— Exercise aim —
Transcribe all records exactly.

[Input records — start]

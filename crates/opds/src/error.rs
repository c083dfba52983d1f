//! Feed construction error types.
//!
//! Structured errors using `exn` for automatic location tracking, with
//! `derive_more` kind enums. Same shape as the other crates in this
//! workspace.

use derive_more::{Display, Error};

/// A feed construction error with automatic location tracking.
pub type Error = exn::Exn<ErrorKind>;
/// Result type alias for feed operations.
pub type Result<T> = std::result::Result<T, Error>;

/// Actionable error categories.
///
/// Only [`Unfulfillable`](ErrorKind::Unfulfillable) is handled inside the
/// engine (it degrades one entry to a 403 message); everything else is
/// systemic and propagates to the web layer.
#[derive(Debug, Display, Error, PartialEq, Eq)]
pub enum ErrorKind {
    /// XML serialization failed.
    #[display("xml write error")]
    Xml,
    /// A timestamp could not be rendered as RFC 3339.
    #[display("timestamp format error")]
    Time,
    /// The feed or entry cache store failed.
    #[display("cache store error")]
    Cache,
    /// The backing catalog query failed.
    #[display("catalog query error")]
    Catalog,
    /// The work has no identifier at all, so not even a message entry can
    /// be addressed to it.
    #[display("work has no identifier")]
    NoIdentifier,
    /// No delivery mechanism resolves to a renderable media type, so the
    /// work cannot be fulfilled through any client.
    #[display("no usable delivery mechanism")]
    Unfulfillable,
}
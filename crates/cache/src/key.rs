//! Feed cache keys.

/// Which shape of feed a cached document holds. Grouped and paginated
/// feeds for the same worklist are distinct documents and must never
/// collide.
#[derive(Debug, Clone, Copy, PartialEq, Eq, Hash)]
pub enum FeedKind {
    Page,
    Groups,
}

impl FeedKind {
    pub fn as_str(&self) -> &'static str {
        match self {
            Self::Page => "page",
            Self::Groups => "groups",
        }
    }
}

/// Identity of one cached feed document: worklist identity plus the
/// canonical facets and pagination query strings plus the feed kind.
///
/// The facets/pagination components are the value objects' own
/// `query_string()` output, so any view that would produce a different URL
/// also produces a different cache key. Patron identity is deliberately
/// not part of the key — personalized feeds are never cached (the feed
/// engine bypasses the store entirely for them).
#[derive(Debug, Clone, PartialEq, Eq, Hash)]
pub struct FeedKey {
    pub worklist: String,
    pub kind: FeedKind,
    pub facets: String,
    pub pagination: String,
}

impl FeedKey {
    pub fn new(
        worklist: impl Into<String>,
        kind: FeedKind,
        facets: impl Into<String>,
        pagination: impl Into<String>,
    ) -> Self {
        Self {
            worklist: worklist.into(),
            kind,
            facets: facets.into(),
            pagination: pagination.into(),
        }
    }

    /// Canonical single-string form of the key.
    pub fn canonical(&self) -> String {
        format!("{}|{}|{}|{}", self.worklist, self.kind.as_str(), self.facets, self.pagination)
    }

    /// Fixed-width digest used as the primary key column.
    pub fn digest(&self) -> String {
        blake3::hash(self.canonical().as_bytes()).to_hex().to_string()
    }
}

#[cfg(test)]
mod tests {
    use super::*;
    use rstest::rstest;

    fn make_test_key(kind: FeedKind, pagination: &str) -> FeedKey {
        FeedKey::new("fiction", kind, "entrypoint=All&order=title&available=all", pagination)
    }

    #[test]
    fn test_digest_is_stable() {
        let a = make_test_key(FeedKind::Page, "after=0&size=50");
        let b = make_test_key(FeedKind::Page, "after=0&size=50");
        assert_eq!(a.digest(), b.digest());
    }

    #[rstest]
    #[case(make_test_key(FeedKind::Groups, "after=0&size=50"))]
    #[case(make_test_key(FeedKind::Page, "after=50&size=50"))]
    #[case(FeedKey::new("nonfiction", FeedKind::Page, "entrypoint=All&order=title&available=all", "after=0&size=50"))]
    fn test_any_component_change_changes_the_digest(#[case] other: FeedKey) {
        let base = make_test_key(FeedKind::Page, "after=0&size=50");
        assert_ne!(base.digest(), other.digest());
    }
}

[Input records — finish]

— Result —
filename crates/opds/src/error.rs
repository c083dfba52983d1f
//! Feed construction error types.
//!
//! Structured errors using `exn` for automatic location tracking, with
//! `derive_more` kind enums. Same shape as the other crates in this
//! workspace.

use derive_more::{Display, Error};

/// A feed construction error with automatic location tracking.
pub type Error = exn::Exn<ErrorKind>;
/// Result type alias for feed operations.
pub type Result<T> = std::result::Result<T, Error>;

/// Actionable error categories.
///
/// Only [`Unfulfillable`](ErrorKind::Unfulfillable) is handled inside the
/// engine (it degrades one entry to a 403 message); everything else is
/// systemic and propagates to the web layer.
#[derive(Debug, Display, Error, PartialEq, Eq)]
pub enum ErrorKind {
    /// XML serialization failed.
    #[display("xml write error")]
    Xml,
    /// A timestamp could not be rendered as RFC 3339.
    #[display("timestamp format error")]
    Time,
    /// The feed or entry cache store failed.
    #[display("cache store error")]
    Cache,
    /// The backing catalog query failed.
    #[display("catalog query error")]
    Catalog,
    /// The work has no identifier at all, so not even a message entry can
    /// be addressed to it.
    #[display("work has no identifier")]
    NoIdentifier,
    /// No delivery mechanism resolves to a renderable media type, so the
    /// work cannot be fulfilled through any client.
    #[display("no usable delivery mechanism")]
    Unfulfillable,
}
filename crates/cache/src/key.rs
//! Feed cache keys.

/// Which shape of feed a cached document holds. Grouped and paginated
/// feeds for the same worklist are distinct documents and must never
/// collide.
#[derive(Debug, Clone, Copy, PartialEq, Eq, Hash)]
pub enum FeedKind {
    Page,
    Groups,
}

impl FeedKind {
    pub fn as_str(&self) -> &'static str {
        match self {
            Self::Page => "page",
            Self::Groups => "groups",
        }
    }
}

/// Identity of one cached feed document: worklist identity plus the
/// canonical facets and pagination query strings plus the feed kind.
///
/// The facets/pagination components are the value objects' own
/// `query_string()` output, so any view that would produce a different URL
/// also produces a different cache key. Patron identity is deliberately
/// not part of the key — personalized feeds are never cached (the feed
/// engine bypasses the store entirely for them).
#[derive(Debug, Clone, PartialEq, Eq, Hash)]
pub struct FeedKey {
    pub worklist: String,
    pub kind: FeedKind,
    pub facets: String,
    pub pagination: String,
}

impl FeedKey {
    pub fn new(
        worklist: impl Into<String>,
        kind: FeedKind,
        facets: impl Into<String>,
        pagination: impl Into<String>,
    ) -> Self {
        Self {
            worklist: worklist.into(),
            kind,
            facets: facets.into(),
            pagination: pagination.into(),
        }
    }

    /// Canonical single-string form of the key.
    pub fn canonical(&self) -> String {
        format!("{}|{}|{}|{}", self.worklist, self.kind.as_str(), self.facets, self.pagination)
    }

    /// Fixed-width digest used as the primary key column.
    pub fn digest(&self) -> String {
        blake3::hash(self.canonical().as_bytes()).to_hex().to_string()
    }
}

#[cfg(test)]
mod tests {
    use super::*;
    use rstest::rstest;

    fn make_test_key(kind: FeedKind, pagination: &str) -> FeedKey {
        FeedKey::new("fiction", kind, "entrypoint=All&order=title&available=all", pagination)
    }

    #[test]
    fn test_digest_is_stable() {
        let a = make_test_key(FeedKind::Page, "after=0&size=50");
        let b = make_test_key(FeedKind::Page, "after=0&size=50");
        assert_eq!(a.digest(), b.digest());
    }

    #[rstest]
    #[case(make_test_key(FeedKind::Groups, "after=0&size=50"))]
    #[case(make_test_key(FeedKind::Page, "after=50&size=50"))]
    #[case(FeedKey::new("nonfiction", FeedKind::Page, "entrypoint=All&order=title&available=all", "after=0&size=50"))]
    fn test_any_component_change_changes_the_digest(#[case] other: FeedKey) {
        let base = make_test_key(FeedKind::Page, "after=0&size=50");
        assert_ne!(base.digest(), other.digest());
    }
}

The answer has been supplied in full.